Where you measure matters. Insert the thermometer probe into the thickest part of the meat, away from bone (bone conducts heat differently than meat and will give you inaccurate readings). For a whole chicken, check the thickest part of the thigh without touching bone. For a burger, insert horizontally from the side and push to the center.

Check multiple spots in large roasts or dishes. A casserole or meat loaf may have cooler zones in the corners or center. Hot spots and cold spots are real, especially in microwave reheating.

Never Partially Cook and Finish Later

Partial cooking followed by a gap and then finishing cooking is a setup for bacterial growth. If you sear chicken and leave it out for 20 minutes before finishing in the oven, the partially heated interior — which never reached a kill temperature — has spent time in the danger zone where bacteria actively multiply.
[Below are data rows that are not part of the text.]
//! Prompt templates for per-source analysis and final synthesis.
//!
//! Every builder is deterministic: the same inputs always yield the same
//! messages, so mocked runs are reproducible.

use std::collections::{BTreeMap, BTreeSet};

use crate::llm::ChatMessage;
use crate::sources::{DiscussionThread, SearchResult, SourceKind};

/// A record that can be listed in an analysis prompt.
pub trait PromptItem {
    fn render(&self, index: usize) -> String;
}

impl PromptItem for SearchResult {
    fn render(&self, index: usize) -> String {
        let mut out = format!("[{index}] {}", single_line(&self.title));
        // Knowledge panels may come without a link.
        if !self.link.is_empty() {
            out.push_str(&format!("\n    {}", self.link));
        }
        if !self.snippet.is_empty() {
            out.push_str(&format!("\n    {}", single_line(&self.snippet)));
        }
        out
    }
}

impl PromptItem for DiscussionThread {
    fn render(&self, index: usize) -> String {
        let mut out = format!(
            "[{index}] r/{}: {} ({} points, {} comments)\n    {}",
            self.subreddit,
            single_line(&self.title),
            self.score,
            self.comment_count,
            self.permalink
        );
        if !self.body.is_empty() {
            out.push_str(&format!("\n    Post: {}", single_line(&self.body)));
        }
        if !self.top_comments.is_empty() {
            out.push_str("\n    Top comments:");
            for c in &self.top_comments {
                out.push_str(&format!("\n    - \"{}\"", single_line(c)));
            }
        }
        out
    }
}

fn analyst_system(source: SourceKind) -> String {
    let focus = match source {
        SourceKind::Google => {
            "- Verified facts from authoritative sources (official documentation, research, reputable outlets)\n\
             - Concrete statistics, dates, and figures\n\
             - Points where sources disagree"
        }
        SourceKind::Bing => {
            "- Perspectives that complement a mainstream web search\n\
             - Recent news, announcements, and industry or enterprise viewpoints\n\
             - Technical articles and alternative takes"
        }
        SourceKind::Reddit => {
            "- First-hand experiences and practical advice from community members\n\
             - Recurring sentiment, consensus, and notable disagreements\n\
             - Short direct quotes in quotation marks, naming the subreddit"
        }
    };
    format!(
        "You are a research analyst reviewing {label} results for a user's question.\n\
         Use ONLY the numbered {label} results provided; do not add outside knowledge.\n\
         Attribute findings to {label} and cite result numbers like [2].\n\n\
         Focus on:\n{focus}\n\n\
         Reply with a concise summary of the insights that help answer the question.",
        label = source.label(),
    )
}

/// Messages asking the model to summarize one source's results.
pub fn analysis_messages<T: PromptItem>(
    source: SourceKind,
    query: &str,
    items: &[T],
) -> Vec<ChatMessage> {
    let listing = items
        .iter()
        .enumerate()
        .map(|(i, item)| item.render(i + 1))
        .collect::<Vec<_>>()
        .join("\n\n");
    let user = format!(
        "Question: {}\n\n{} results:\n{listing}\n\n\
         Summarize what these {} results contribute to answering the question.",
        single_line(query),
        source.label(),
        source.label(),
    );
    vec![ChatMessage::system(analyst_system(source)), ChatMessage::user(user)]
}

const SYNTHESIS_SYSTEM: &str = "You are a research synthesizer. Combine per-source analyses into one \
well-structured answer to the user's question.\n\n\
Your answer should:\n\
- Integrate the available analyses and note where they agree or conflict\n\
- Attribute key claims to their source (Google, Bing, Reddit)\n\
- Highlight uncertainty and differing perspectives\n\
- Never attribute anything to a source listed as unavailable; mention the missing coverage briefly instead";

/// Messages asking the model for the final answer.
///
/// Only analyses for sources outside `unavailable` are included; the unavailable
/// sources are named explicitly so the answer can caveat the gap.
pub fn synthesis_messages(
    query: &str,
    analyses: &BTreeMap<SourceKind, String>,
    unavailable: &BTreeSet<SourceKind>,
) -> Vec<ChatMessage> {
    let mut user = format!("Question: {}\n\n", single_line(query));
    for (source, text) in analyses
        .iter()
        .filter(|(source, _)| !unavailable.contains(source))
    {
        user.push_str(&format!("{} analysis:\n{}\n\n", source.label(), text.trim()));
    }
    if unavailable.is_empty() {
        user.push_str("Unavailable sources: none\n\n");
    } else {
        let names: Vec<_> = unavailable.iter().map(|s| s.label()).collect();
        user.push_str(&format!(
            "Unavailable sources: {} (no data was retrieved; do not attribute claims to them)\n\n",
            names.join(", ")
        ));
    }
    user.push_str("Combine the analyses above into a single, balanced answer to the question.");
    vec![ChatMessage::system(SYNTHESIS_SYSTEM), ChatMessage::user(user)]
}

/// Collapses newlines so user text cannot break the prompt's layout.
pub(crate) fn single_line(s: &str) -> String {
    s.split_whitespace().collect::<Vec<_>>().join(" ")
}
use std::collections::{BTreeMap, BTreeSet};

use tracing::debug;

use crate::llm::{CompletionClient, LlmError};
use crate::prompts::synthesis_messages;
use crate::sources::SourceKind;

/// Produces the final answer from the per-source analyses.
///
/// Sources in `unavailable` are named in the prompt but their text is left out.
/// There is no fallback: any model error, or a blank answer, is returned.
pub async fn synthesize(
    llm: &impl CompletionClient,
    query: &str,
    analyses: &BTreeMap<SourceKind, String>,
    unavailable: &BTreeSet<SourceKind>,
) -> Result<String, LlmError> {
    let messages = synthesis_messages(query, analyses, unavailable);
    let answer = llm.complete(&messages).await?;
    let answer = answer.trim();
    if answer.is_empty() {
        return Err(LlmError::EmptyResponse);
    }
    debug!(chars = answer.len(), gaps = unavailable.len(), "synthesis complete");
    Ok(answer.to_string())
}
By the time the final cooking step happens, you’ve given bacteria a window to grow that the final temperature may not fully address.

If you’re cooking in stages, either complete the cooking in one session or keep the food below 40°F between stages. The temperature danger zone article explains why this 40-140°F window is the critical control point.

Sous Vide and Pasteurization by Time

Lower temperatures held for longer periods achieve the same bacterial kill as higher temperatures held briefly. This is the principle behind pasteurization — milk pasteurization historically used 145°F for 30 minutes (low-temp long-time) or 161°F for 15 seconds (high-temp short-time). Both achieve the same bacterial reduction.

Sous vide applies this principle to cooking. At 140°F held for 30 minutes, chicken reaches pasteurization levels adequate for safe consumption. This produces dramatically different texture — noticeably juicier and more tender — but requires precise time-temperature control. For home cooks without calibrated sous vide equipment, sticking to USDA minimums measured with a thermometer remains the reliable approach.

What This Means for You

Get a good instant-read thermometer and use it every time. Insert it into the thickest part of the meat, away from bone. Check multiple spots in a burger or thick roast. After reaching 145°F, let the meat rest 3 minutes before cutting — temperature continues rising during rest. Don't rely on color or juices running clear.

References

  1. USDA FSIS. Safe Minimum Internal Temperatures. Food Safety and Inspection Service.
  2. FDA. Safe Food Handling. U.S. Food and Drug Administration.
  3. Doyle ME, Mazzotta AS. (2000). Review of studies on the thermal resistance of Salmonellae. Journal of Food Protection. PMID: 10852575.
  4. USDA FSIS. Is Pink Turkey Meat Safe?